- Exercise directions -
Across the data below, in how many lines does the word "PyDict" appear? Give only the number.

- Stored data entries -
══════
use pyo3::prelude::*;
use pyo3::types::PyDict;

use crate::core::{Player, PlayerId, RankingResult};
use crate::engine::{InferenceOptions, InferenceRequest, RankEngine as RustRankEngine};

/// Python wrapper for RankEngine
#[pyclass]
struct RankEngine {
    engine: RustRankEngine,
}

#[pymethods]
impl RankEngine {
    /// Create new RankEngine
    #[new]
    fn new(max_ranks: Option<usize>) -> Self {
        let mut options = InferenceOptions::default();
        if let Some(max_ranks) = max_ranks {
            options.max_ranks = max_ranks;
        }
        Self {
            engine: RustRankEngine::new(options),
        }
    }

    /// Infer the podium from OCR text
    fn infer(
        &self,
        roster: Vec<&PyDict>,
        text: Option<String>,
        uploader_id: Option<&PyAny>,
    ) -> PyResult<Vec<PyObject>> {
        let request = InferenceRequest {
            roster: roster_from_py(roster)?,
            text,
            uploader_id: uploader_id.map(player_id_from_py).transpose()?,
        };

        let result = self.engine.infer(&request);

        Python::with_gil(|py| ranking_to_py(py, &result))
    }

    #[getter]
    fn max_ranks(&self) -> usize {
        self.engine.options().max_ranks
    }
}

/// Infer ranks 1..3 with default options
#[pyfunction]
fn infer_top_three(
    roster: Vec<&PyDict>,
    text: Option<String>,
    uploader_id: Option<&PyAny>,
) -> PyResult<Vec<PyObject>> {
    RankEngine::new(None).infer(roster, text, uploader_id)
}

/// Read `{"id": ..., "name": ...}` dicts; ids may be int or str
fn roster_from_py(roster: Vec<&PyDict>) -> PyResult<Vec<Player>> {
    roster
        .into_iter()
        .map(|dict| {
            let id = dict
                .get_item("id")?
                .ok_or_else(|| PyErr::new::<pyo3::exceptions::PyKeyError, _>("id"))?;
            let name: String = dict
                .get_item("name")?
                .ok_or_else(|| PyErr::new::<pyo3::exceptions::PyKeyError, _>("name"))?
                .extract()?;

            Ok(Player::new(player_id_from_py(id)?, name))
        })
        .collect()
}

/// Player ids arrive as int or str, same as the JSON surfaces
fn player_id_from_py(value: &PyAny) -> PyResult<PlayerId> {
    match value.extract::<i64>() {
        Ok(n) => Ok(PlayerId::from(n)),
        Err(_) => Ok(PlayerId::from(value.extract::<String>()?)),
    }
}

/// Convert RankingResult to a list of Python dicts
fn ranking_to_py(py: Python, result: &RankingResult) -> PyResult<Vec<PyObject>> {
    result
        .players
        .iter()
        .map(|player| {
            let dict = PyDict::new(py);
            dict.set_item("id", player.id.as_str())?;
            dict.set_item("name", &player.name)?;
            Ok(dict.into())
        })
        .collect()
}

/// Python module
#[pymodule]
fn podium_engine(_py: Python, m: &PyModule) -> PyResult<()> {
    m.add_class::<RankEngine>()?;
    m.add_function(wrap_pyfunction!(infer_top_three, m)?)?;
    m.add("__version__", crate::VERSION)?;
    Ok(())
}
══════
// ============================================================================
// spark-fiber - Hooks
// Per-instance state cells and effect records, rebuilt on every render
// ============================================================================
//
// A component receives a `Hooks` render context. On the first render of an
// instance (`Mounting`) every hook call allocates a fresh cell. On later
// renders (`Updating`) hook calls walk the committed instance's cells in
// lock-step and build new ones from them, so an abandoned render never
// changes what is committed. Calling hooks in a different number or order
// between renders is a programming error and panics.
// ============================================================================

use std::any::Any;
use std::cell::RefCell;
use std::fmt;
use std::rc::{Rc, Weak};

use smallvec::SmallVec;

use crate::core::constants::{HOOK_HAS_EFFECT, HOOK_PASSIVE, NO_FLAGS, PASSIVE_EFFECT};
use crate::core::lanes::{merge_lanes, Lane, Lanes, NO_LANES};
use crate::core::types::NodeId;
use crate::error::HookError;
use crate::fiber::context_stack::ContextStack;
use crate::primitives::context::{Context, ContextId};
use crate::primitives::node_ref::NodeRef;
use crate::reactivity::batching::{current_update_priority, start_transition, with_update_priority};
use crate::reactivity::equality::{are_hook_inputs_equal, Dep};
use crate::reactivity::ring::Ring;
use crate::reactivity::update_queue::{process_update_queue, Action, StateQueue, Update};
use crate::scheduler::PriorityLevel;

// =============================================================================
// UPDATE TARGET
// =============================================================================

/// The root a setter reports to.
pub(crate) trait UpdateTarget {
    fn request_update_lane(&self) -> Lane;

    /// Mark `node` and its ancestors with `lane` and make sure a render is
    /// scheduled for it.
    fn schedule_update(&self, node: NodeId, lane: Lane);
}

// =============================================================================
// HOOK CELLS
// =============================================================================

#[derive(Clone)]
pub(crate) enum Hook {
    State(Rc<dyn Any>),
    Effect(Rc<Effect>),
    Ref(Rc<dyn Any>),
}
══════
- Answer to the problem -
5